--- Provided material Enclosed Below ---

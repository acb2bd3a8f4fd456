//! Common test utilities for worker integration tests
//!
//! This module provides shared test infrastructure for integration tests,
//! including template fixtures and re-exports of the shared test doubles.

#![allow(unused_imports)]
#![allow(dead_code)]

pub mod fixtures;

pub use fixtures::*;
pub use librarian_test_utils::*;
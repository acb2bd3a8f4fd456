//! HTTP route handlers for the control server
//!
//! This module contains all REST endpoint handlers including:
//! - Health probes (no token required)
//! - Job submission, status, lookup and cancellation
//! - Daemon reload and stop
//! - Watchlist passthrough

pub mod daemon;
pub mod health;
pub mod jobs;
pub mod watchlist;

use axum::{middleware, Router};
use tower_http::trace::TraceLayer;

use crate::middleware::require_token;
use crate::state::AppState;

pub use daemon::daemon_router;
pub use health::health_router;
pub use jobs::jobs_router;
pub use watchlist::watchlist_router;

/// Assemble the full control router
///
/// Health probes are merged outside the token layer.
pub fn build_router(state: AppState) -> Router {
    let protected = Router::new()
        .merge(jobs_router())
        .merge(daemon_router())
        .merge(watchlist_router())
        .route_layer(middleware::from_fn_with_state(
            state.auth.clone(),
            require_token,
        ))
        .with_state(state);

    Router::new()
        .nest("/health", health_router())
        .merge(protected)
        .layer(TraceLayer::new_for_http())
}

--- End of Enclosed Provided material ---

- **Problem**: Write out each line above with the word "shared".

- **Response below**:
//! This module provides shared test infrastructure for integration tests,
//! including template fixtures and re-exports of the shared test doubles.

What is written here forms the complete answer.